Empirically, we used survey data from 282 ministerial advisers from one populist political party and six non-populist political parties and three government cabinets in Norway. Material from inside executive politics is clearly of great value to research. Still, a potential downside of relying on insider material is that politicians, when asked about their own roles, can portray themselves in a positive light or be secretive, and that populists may want to appear house-trained. We reduced vulnerability to such pitfalls by ensuring anonymity for the respondents, by collecting the data after respondents had left office and by giving respondents no clues to suspect that the exceptionalism of populists was a topic of interest. Surveying cabinet ministers rather than the junior executive politicians could also, potentially, yield different results. Cabinet ministers are, however, a group from whom it is notoriously difficult to obtain data.

Furthermore, the study is limited to selected phenomena that could be affected by the inclusion of populists in government. That the results vary across these selected phenomena suggests that conclusions one can draw from a study such as this are vulnerable to the choice of outcome variables. Achieving robust knowledge about the normality and exceptionalism associated with populists attaining power requires studies covering more variables and other empirical contexts.

Also, we cannot on current evidence distinguish clearly between normalization and just plain normal. The former refers to governing changing people and parties; the latter refers to populists having had their rough edges worn off by prior experience – for example, from parliamentary politics and governing at the subnational level – and to populism simply being unrelated to governing. Without additional data such as interviews with politicians and top civil servants, the two explanations for populists governing ‘normally’ cannot be distinguished. On outcome variables like the ones used in this study, the behavioural expectations of the two explanations are largely the same. Future research into the causes of ‘normality’ is therefore encouraged.

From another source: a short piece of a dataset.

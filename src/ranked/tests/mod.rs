pub mod helpers;
mod tests_avl;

Moreover, if we assume ‘normalization’ explains ‘normal’ behaviour, any traits developed while in office might wane. Future research should therefore strive to investigate the processes of normalization and exceptionalism in a longitudinal perspective to investigate the durability of normalizing effects of government inclusion. If normalization washes off, populist parties will return to government with refreshed exceptionalism after a period of self-rediscovery in opposition – their hitherto natural habitat. Alternatively, normalization is more permanent, either by choice, based on the expectation that shedding populist ways brings a ‘respectability bonus’ (McDonnell and Werner Reference McDonnell and Werner2018: 760), by habit, in that being in government was a formative experience for a cohort of leading party representatives, or by personal ambition, in that the same cohort suddenly find life in opposition boring and want to find a way back into the government offices. Also, as observed by David Art, being in power can be a comprehensive and exclusive training course that upgrades the party's representatives’ human capital, vets candidates for future executive duty and professionalizes the party organization (Art Reference Art2011: 58).

Moreover, a party, not only its senior political figures, can switch from voter seeking to office seeking. We can speculate that the dynamics of possible reversion to exceptionalism are contingent upon, for example, the political profile of the government, with greater political distance between the government and the populist party shortening the half-life of normalization. Also, normalization likely washes off more quickly if the populist party experiences increased competition for votes from other populist parties, including single-issue parties.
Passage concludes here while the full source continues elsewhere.